By the time you read this, the voting booths in the United States will have closed and election results tallied. The country seems equally divided along party lines for the presidential race, with many passionate and vocal supporters who are certain the world as we know it will end if their side doesn’t win.
In spite of my best efforts to avoid it, a democrat and republican friend who know each other (let’s call them Red and Blue) wanted to talk to me about politics this past week. They righteously defend their viewpoint and vehemently denounce the other’s, using essentially the same words. They ranted and raved about how the other party was the sole cause of all the problems in the country. They cursed the (liberal/conservative) media for attacking and victimizing their candidate and for refusing to air the dirty laundry of his opponent. Their myopic viewpoints were essentially the same; they were seeing the same scene, just in different colors.
There was no point trying to be the voice of reason and talk them down from their emotional high horses. I’ve tried that before and it never worked. I finally figured out why too—because they want to be angry.
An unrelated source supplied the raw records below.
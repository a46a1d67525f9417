//! 翻译服务（oracle）边界
//!
//! 远端服务是黑盒：给一批文本片段或一份结构化文档，返回同样结构的译文。
//! 这里只定义边界和结构校验，具体实现见 `llm_oracle`。

use async_trait::async_trait;
use serde_json::Value;

use crate::error::OracleError;
use crate::models::Language;

/// 翻译服务
#[async_trait]
pub trait TranslationOracle: Send + Sync {
    /// 批量翻译
    ///
    /// 返回值与输入等长，第 `i` 个元素是第 `i` 个输入的译文；
    /// 数量不符时返回 `SchemaViolation`。
    async fn translate_batch(
        &self,
        fragments: &[String],
        language: Language,
    ) -> Result<Vec<String>, OracleError>;

    /// 结构化翻译
    ///
    /// 整个文档作为一个整体送去翻译（标题、选项、解析之间的术语保持一致），
    /// 返回的文档必须符合 `shape`。
    async fn translate_structured(
        &self,
        document: &Value,
        language: Language,
        shape: &DocumentShape,
    ) -> Result<Value, OracleError>;
}

/// 文档结构：字段名、数组长度、标量类型
#[derive(Debug, Clone, PartialEq, Eq)]
pub enum DocumentShape {
    Null,
    Bool,
    Number,
    String,
    Array(Vec<DocumentShape>),
    Object(Vec<(String, DocumentShape)>),
}

impl DocumentShape {
    /// 从输入文档推导结构
    pub fn of(value: &Value) -> Self {
        match value {
            Value::Null => DocumentShape::Null,
            Value::Bool(_) => DocumentShape::Bool,
            Value::Number(_) => DocumentShape::Number,
            Value::String(_) => DocumentShape::String,
            Value::Array(items) => DocumentShape::Array(items.iter().map(Self::of).collect()),
            Value::Object(fields) => {
                let mut fields: Vec<(String, DocumentShape)> = fields
                    .iter()
                    .map(|(name, v)| (name.clone(), Self::of(v)))
                    .collect();
                fields.sort_by(|a, b| a.0.cmp(&b.0));
                DocumentShape::Object(fields)
            }
        }
    }

    /// 校验输出文档，失败时返回第一个不符的位置
    pub fn check(&self, value: &Value) -> Result<(), OracleError> {
        self.check_at("$", value)
    }

    fn check_at(&self, path: &str, value: &Value) -> Result<(), OracleError> {
        match (self, value) {
            (DocumentShape::Null, Value::Null)
            | (DocumentShape::Bool, Value::Bool(_))
            | (DocumentShape::Number, Value::Number(_))
            | (DocumentShape::String, Value::String(_)) => Ok(()),
            (DocumentShape::Array(expected), Value::Array(items)) => {
                if expected.len() != items.len() {
                    return Err(violation(format!(
                        "{} 数组长度应为 {}，实际为 {}",
                        path,
                        expected.len(),
                        items.len()
                    )));
                }
                for (i, (shape, item)) in expected.iter().zip(items).enumerate() {
                    shape.check_at(&format!("{}[{}]", path, i), item)?;
                }
                Ok(())
            }
            (DocumentShape::Object(expected), Value::Object(fields)) => {
                if expected.len() != fields.len() {
                    let mut actual: Vec<&String> = fields.keys().collect();
                    actual.sort();
                    return Err(violation(format!(
                        "{} 字段应为 {:?}，实际为 {:?}",
                        path,
                        expected.iter().map(|(n, _)| n).collect::<Vec<_>>(),
                        actual
                    )));
                }
                for (name, shape) in expected {
                    let field = fields
                        .get(name)
                        .ok_or_else(|| violation(format!("{} 缺少字段 {}", path, name)))?;
                    shape.check_at(&format!("{}.{}", path, name), field)?;
                }
                Ok(())
            }
            (expected, actual) => Err(violation(format!(
                "{} 类型应为 {}，实际为 {}",
                path,
                expected.kind(),
                kind_of(actual)
            ))),
        }
    }

    fn kind(&self) -> &'static str {
        match self {
            DocumentShape::Null => "null",
            DocumentShape::Bool => "bool",
            DocumentShape::Number => "number",
            DocumentShape::String => "string",
            DocumentShape::Array(_) => "array",
            DocumentShape::Object(_) => "object",
        }
    }
}

fn kind_of(value: &Value) -> &'static str {
    DocumentShape::of(value).kind()
}

fn violation(detail: String) -> OracleError {
    OracleError::SchemaViolation { detail }
}

/// 批量翻译的长度校验
pub fn check_batch_len(expected: usize, translated: &[String]) -> Result<(), OracleError> {
    if translated.len() != expected {
        return Err(violation(format!(
            "输入 {} 个片段，返回 {} 个",
            expected,
            translated.len()
        )));
    }
    Ok(())
}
They don’t want to see things in any other way because they want to stay angry—it’s part of who they are.
So instead delving into any kind of discussion, I simply mentioned to Red how Blue had said the exact same thing, only opposite—ditto to Blue about Red. And then I changed the subject.
No, they weren’t happy that I didn’t hop on the negativity wagon and agree that the world is going to hell in a hand basket. But I won’t do that—it’s not my belief and I am not going to put my energy into that belief.
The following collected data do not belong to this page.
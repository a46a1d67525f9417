pub mod exam_translator;
pub mod permutation;
pub mod prefetcher;
pub mod single_flight;

pub use exam_translator::{ExamTranslator, QuestionTranslator};
pub use prefetcher::{Prefetcher, TranslationCache};
pub use single_flight::SingleFlightCache;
It’s easy to get caught up in a wave of emotion and not really understand why you’re doing what you’re doing—why you’re defending or attacking what you are. Is it really about choosing the best person or solution? Or is it about being self-righteously “right”? Is it really about the politics or does the issue trigger something for you at a deep personal level?
Yes, that would be my guess too—it’s really about you. So, if you find yourself ranting and raving about something, stop for a just a moment—a really long moment—and ask yourself why you’re so worked up. What are you really angry about? What are “they” doing that makes you mad? What are you afraid will happen if things don’t go your way? What will you gain if they do? What are you afraid you’ll lose if they win? What will you gain if your party wins?
They’re great questions and explaining why for each makes them even more powerful. So, take the time to figure out why you feel as you do and why you align with the people, platforms and positions you do. Don’t assume you know—you don’t, not everything, not at the deepest level. Once you do know, then you can make your choices consciously and on purpose rather than reacting to unconscious emotional triggers.
When you have personal peace and clarity, it’s much easier to stay above the fray and keep your attention, energy and emotion on creating good things. And since whatever you create for yourself automatically ripples outward to others, your new non-myopic view is contributing to the good of all.
You are more powerful than you know, so choose what you put your energy toward wisely.